Originally Posted by davoid
but... then is it only miniaturization that makes the newer cpu designs more efficient, and not improved memory controllers etc? I ask because it's heard said that newer processors can do more work for the same clock speed. But if that is the case, why not use newer processors at lower clock speeds rather than the older processors? Oh dear, I started off well...
No no - great questions!
Smaller structure geometry in silicon does indeed equate exactly to higher performance and lower power consumption.
And - we know a lot of what to expect by examining the manufacturing processes.
Let's use some numbers to sort it all out.
Both the S4 Pro and the Snapdragon 600, for example, are made with the same 28 nanometer manufacturing process.
The 600 is 15% faster because of its design, not the transistor size. Let's see the possible outcomes to know what that means, and assuming the same number of transistors (close enough for this discussion's purposes) -
I could do the same job on the 600 as the S4 Pro but run the clock 15% slower, and I'd get a power savings with no performance difference.
Or, I could run my 600 and S4 Pro at the same rates, but get 15% more processing power out of the 600 without using any extra battery.
See how that works?
Ok, let's use that, turn it around and see how that explains the Samsung chip -
Both the A7 and A15 quads are made on the same silicon, probably no bigger than the result of a 32 nanometer manufacturing process.
The A15 will have minimum and maximum possible clock speeds - ditto for the A7, but they will both be lower than for the A15.
For the A7, I don't care a lot about design efficiency - that affects performance.

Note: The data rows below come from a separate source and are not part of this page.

use std::{collections::BTreeMap, sync::LazyLock};

use chrono::NaiveDate;
use regex::Regex;
use serde::Serialize;

use crate::{
    country::Country, event_type::EventType, language::Language, macros::nutype_string,
    phone::PhoneNumber, sanitize::sanitize_input,
};

pub static CONTACT_EMAIL_REGEX: LazyLock<Regex> =
    LazyLock::new(|| Regex::new(r"^[^\s@]+@[^\s@]+\.[^\s@]+$").unwrap());

/// Current values of the contact form inputs, as entered by the user.
#[derive(Debug, Clone, Default, PartialEq, Eq)]
pub struct ContactForm {
    pub name: String,
    pub email: String,
    pub country: Country,
    pub phone: String,
    pub event_type: Option<EventType>,
    pub event_date: Option<NaiveDate>,
    pub message: String,
}

/// Row inserted into the `contact_messages` table.
///
/// Can only be obtained by validating a [`ContactForm`]. The id and the
/// `created_at` timestamp are assigned by the backend.
#[derive(Debug, Clone, PartialEq, Eq, Serialize)]
pub struct ContactSubmission {
    pub full_name: ContactFullName,
    pub email: ContactEmail,
    pub phone: Option<PhoneNumber>,
    pub event_type: EventType,
    pub preferred_date: Option<NaiveDate>,
    pub message: ContactMessageContent,
}

nutype_string!(ContactFullName(
    sanitize(with = sanitize_input_owned),
    validate(len_char_min = ContactFullName::MIN_LENGTH)
));
impl ContactFullName {
    pub const MIN_LENGTH: usize = 2;
}

nutype_string!(ContactEmail(
    sanitize(with = sanitize_input_owned),
    validate(regex = CONTACT_EMAIL_REGEX)
));

nutype_string!(ContactMessageContent(
    sanitize(with = sanitize_input_owned),
    validate(
        len_char_min = ContactMessageContent::MIN_LENGTH,
        len_char_max = ContactMessageContent::MAX_LENGTH
    )
));
impl ContactMessageContent {
    pub const MIN_LENGTH: usize = 10;
    pub const MAX_LENGTH: usize = 1000;
}

fn sanitize_input_owned(input: String) -> String {
    sanitize_input(&input)
}

#[derive(Debug, Clone, Copy, PartialEq, Eq, PartialOrd, Ord, Hash, Serialize)]
#[serde(rename_all = "snake_case")]
pub enum ContactField {
    Name,
    Email,
    Phone,
    EventType,
    EventDate,
    Message,
}

#[derive(Debug, Clone, Copy, PartialEq, Eq, Hash)]
pub enum ContactFieldError {
    NameRequired,
    NameTooShort,
    EmailRequired,
    EmailInvalid,
    PhoneInvalid,
    EventTypeRequired,
    EventDateInPast,
    MessageRequired,
    MessageTooShort,
    MessageTooLong,
}

impl ContactFieldError {
    pub fn field(self) -> ContactField {
        match self {
            Self::NameRequired | Self::NameTooShort => ContactField::Name,
            Self::EmailRequired | Self::EmailInvalid => ContactField::Email,
            Self::PhoneInvalid => ContactField::Phone,
            Self::EventTypeRequired => ContactField::EventType,
            Self::EventDateInPast => ContactField::EventDate,
            Self::MessageRequired | Self::MessageTooShort | Self::MessageTooLong => {
                ContactField::Message
            }
        }
    }

    pub fn message(self, language: Language) -> &'static str {
        match self {
            Self::NameRequired => language.pick("Name is required", "الاسم مطلوب"),
            Self::NameTooShort => language.pick(
                "Name must be at least 2 characters",
                "يجب أن يكون الاسم على الأقل حرفين",
            ),
            Self::EmailRequired => language.pick("Email is required", "البريد الإلكتروني مطلوب"),
            Self::EmailInvalid => language.pick("Email is invalid", "البريد الإلكتروني غير صحيح"),
            Self::PhoneInvalid => language.pick(
                "Phone number is invalid for the selected country",
                "رقم الهاتف غير صالح للدولة المختارة",
            ),
            Self::EventTypeRequired => language.pick("Event type is required", "نوع الفعالية مطلوب"),
            Self::EventDateInPast => language.pick(
                "Event date cannot be in the past",
                "لا يمكن أن يكون تاريخ الفعالية في الماضي",
            ),
            Self::MessageRequired => language.pick("Message is required", "الرسالة مطلوبة"),
            Self::MessageTooShort => language.pick(
                "Message must be at least 10 characters",
                "يجب أن تكون الرسالة على الأقل 10 أحرف",
            ),
            Self::MessageTooLong => language.pick(
                "Message must be at most 1000 characters",
                "يجب ألا تتجاوز الرسالة 1000 حرف",
            ),
        }
    }
}

/// Field level validation errors. A field without an entry is valid.
#[derive(Debug, Clone, Default, PartialEq, Eq)]
pub struct ContactFormErrors(BTreeMap<ContactField, ContactFieldError>);

impl ContactFormErrors {
    pub fn is_empty(&self) -> bool {
        self.0.is_empty()
    }

    pub fn len(&self) -> usize {
        self.0.len()
    }

    pub fn get(&self, field: ContactField) -> Option<ContactFieldError> {
        self.0.get(&field).copied()
    }

    /// Records `error` for the field it belongs to, replacing any previous
    /// error of that field.
    pub fn insert(&mut self, error: ContactFieldError) {
        self.0.insert(error.field(), error);
    }

    pub fn remove(&mut self, field: ContactField) -> Option<ContactFieldError> {
        self.0.remove(&field)
    }

    pub fn clear(&mut self) {
        self.0.clear();
    }

    pub fn iter(&self) -> impl Iterator<Item = (ContactField, ContactFieldError)> + '_ {
        self.0.iter().map(|(&field, &error)| (field, error))
    }

    pub fn localize(&self, language: Language) -> BTreeMap<ContactField, &'static str> {
        self.iter()
            .map(|(field, error)| (field, error.message(language)))
            .collect()
    }
}

impl FromIterator<ContactFieldError> for ContactFormErrors {
    fn from_iter<T: IntoIterator<Item = ContactFieldError>>(iter: T) -> Self {
        let mut errors = Self::default();
        for error in iter {
            errors.insert(error);
        }
        errors
    }
}

/// State of the submission of the contact form.
#[derive(Debug, Clone, Copy, Default, PartialEq, Eq, Hash)]
pub enum ContactFormStatus {
    #[default]
    Idle,
    Submitting,
    Success,
    Error,
}

impl ContactFormStatus {
    /// Text of the banner shown for this status, if any.
    pub fn banner(self, language: Language) -> Option<&'static str> {
        match self {
            Self::Idle | Self::Submitting => None,
            Self::Success => Some(language.pick(
                "Your message has been sent successfully! We'll get back to you soon.",
                "تم إرسال رسالتك بنجاح! سنتواصل معك قريباً.",
            )),
            Self::Error => Some(language.pick(
                "There was an error sending your message. Please try again or contact us directly.",
                "حدث خطأ في إرسال رسالتك. يرجى المحاولة مرة أخرى أو التواصل معنا مباشرة.",
            )),
        }
    }
}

I don't care about performance there - I care about power efficiency. If I want performance, I'll go to the A15 quad. If I want power saving, I go with fewer transistors, running slower than my A15, all made the same size per transistor.
If I have two chips and run one at half the speed of the other, I'll save a lot of power. If I cut the number of transistors in half, I'll double my power savings (not saying that those are the exact numbers between the A7/A15, just laying it out to clarify).

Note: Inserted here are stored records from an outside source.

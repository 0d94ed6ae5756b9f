use std::collections::BTreeMap;

use chrono::NaiveDate;
use hadath_models::{
    contact::{ContactField, ContactForm},
    country::Country,
    event_type::EventType,
    language::Language,
};
use serde::{Deserialize, Serialize};

#[derive(Debug, Clone, Deserialize)]
pub struct ApiContactForm {
    /// Full name of the user
    #[serde(default)]
    pub name: String,
    /// Email address of the user
    #[serde(default)]
    pub email: String,
    /// Country whose calling code is prepended to the phone number
    #[serde(default)]
    pub country: Country,
    /// National phone number, formatting characters are ignored
    #[serde(default)]
    pub phone: String,
    /// One of the event types, empty if none was selected
    #[serde(default)]
    pub event_type: String,
    /// Preferred date of the event (`YYYY-MM-DD`)
    #[serde(default)]
    pub event_date: Option<NaiveDate>,
    #[serde(default)]
    pub message: String,
}

impl From<ApiContactForm> for ContactForm {
    fn from(value: ApiContactForm) -> Self {
        Self {
            name: value.name,
            email: value.email,
            country: value.country,
            phone: value.phone,
            event_type: value.event_type.parse().ok(),
            event_date: value.event_date,
            message: value.message,
        }
    }
}

#[derive(Serialize)]
pub struct ApiContactFormErrors {
    pub detail: &'static str,
    pub errors: BTreeMap<ContactField, &'static str>,
}

#[derive(Debug, Clone, Deserialize)]
pub struct ApiPhoneCheck {
    #[serde(default)]
    pub country: Country,
    #[serde(default)]
    pub phone: String,
}

#[derive(Debug, Clone, Serialize)]
pub struct ApiPhoneCheckResult {
    pub valid: bool,
    pub error: Option<&'static str>,
}

#[derive(Debug, Clone, Serialize)]
pub struct ApiCountry {
    pub code: Country,
    pub calling_code: &'static str,
    pub name: &'static str,
}

impl ApiCountry {
    pub fn new(country: Country, language: Language) -> Self {
        Self {
            code: country,
            calling_code: country.calling_code(),
            name: country.name(language),
        }
    }
}

#[derive(Debug, Clone, Serialize)]
pub struct ApiEventType {
    pub value: EventType,
    pub label: &'static str,
}

impl ApiEventType {
    pub fn new(event_type: EventType, language: Language) -> Self {
        Self {
            value: event_type,
            label: event_type.label(language),
        }
    }
}

#[cfg(test)]
mod tests {
    use pretty_assertions::assert_eq;

    use super::*;

    #[test]
    fn unknown_event_type_is_unselected() {
        let form: ApiContactForm =
            serde_json::from_str(r#"{"name":"Ali","event_type":"wedding"}"#).unwrap();

        let form = ContactForm::from(form);

        assert_eq!(form.event_type, None);
        assert_eq!(form.country, Country::Iraq);
        assert_eq!(form.phone, "");
    }

    #[test]
    fn full_form() {
        let form: ApiContactForm = serde_json::from_str(
            r#"{"name":"Ali","email":"ali@example.com","country":"KW","phone":"5000 1234",
                "event_type":"cultural","event_date":"2026-12-03","message":"Hello there!"}"#,
        )
        .unwrap();

        let form = ContactForm::from(form);

        assert_eq!(form.country, Country::Kuwait);
        assert_eq!(form.event_type, Some(EventType::Cultural));
        assert_eq!(form.event_date, NaiveDate::from_ymd_opt(2026, 12, 3));
    }
}
use std::sync::LazyLock;

use chrono::NaiveDate;
use hadath_models::{
    contact::{
        ContactEmail, ContactForm, ContactFullName, ContactMessageContent, ContactSubmission,
    },
    country::Country,
    event_type::EventType,
    phone::PhoneNumber,
};

/// National digits of a valid Iraqi mobile number.
pub const IRAQI_MOBILE: &str = "783 344 5511";

pub static ALI_FORM: LazyLock<ContactForm> = LazyLock::new(|| ContactForm {
    name: "Ali Hassan".into(),
    email: "ali@example.com".into(),
    country: Country::Iraq,
    phone: String::new(),
    event_type: Some(EventType::Corporate),
    event_date: None,
    message: "Please plan a 200-guest gala for our anniversary.".into(),
});

pub static ALI_SUBMISSION: LazyLock<ContactSubmission> = LazyLock::new(|| ContactSubmission {
    full_name: ContactFullName::try_new("Ali Hassan".to_owned()).unwrap(),
    email: ContactEmail::try_new("ali@example.com".to_owned()).unwrap(),
    phone: None,
    event_type: EventType::Corporate,
    preferred_date: None,
    message: ContactMessageContent::try_new("Please plan a 200-guest gala for our anniversary.".to_owned())
        .unwrap(),
});

pub static SARA_FORM: LazyLock<ContactForm> = LazyLock::new(|| ContactForm {
    name: "  Sara Al-Jubouri ".into(),
    email: " sara@example.iq".into(),
    country: Country::Iraq,
    phone: IRAQI_MOBILE.into(),
    event_type: Some(EventType::Conference),
    event_date: NaiveDate::from_ymd_opt(2026, 12, 3),
    message: "We need a two-day <b>medical</b> conference for 300 attendees.".into(),
});

pub static SARA_SUBMISSION: LazyLock<ContactSubmission> = LazyLock::new(|| ContactSubmission {
    full_name: ContactFullName::try_new("Sara Al-Jubouri".to_owned()).unwrap(),
    email: ContactEmail::try_new("sara@example.iq".to_owned()).unwrap(),
    phone: PhoneNumber::parse(Country::Iraq, IRAQI_MOBILE).unwrap(),
    event_type: EventType::Conference,
    preferred_date: NaiveDate::from_ymd_opt(2026, 12, 3),
    message: ContactMessageContent::try_new(
        "We need a two-day bmedical/b conference for 300 attendees.".to_owned(),
    )
    .unwrap(),
});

And that's what the A7 is all about for power efficiency.
This approach actually appeared last year in the Tegra 3. That used an A9 quad plus a single slow, small core for the power savings.
Like the new Sammy, that too was a big/little design.
Some complained that the transition on the Tegra 3 from the single tiny core was kind of great when jumping to the A9 or vice versa.
And that would have gotten worse with an A15 quad.
So, Samsung evidently decided to combat that with a quad of smaller cores. I don't know, but I could see that it might scale up from 1 to all 4 cores on the A7 and then switch over to the A15 - just as one design example.
I'll stop there - does this help any??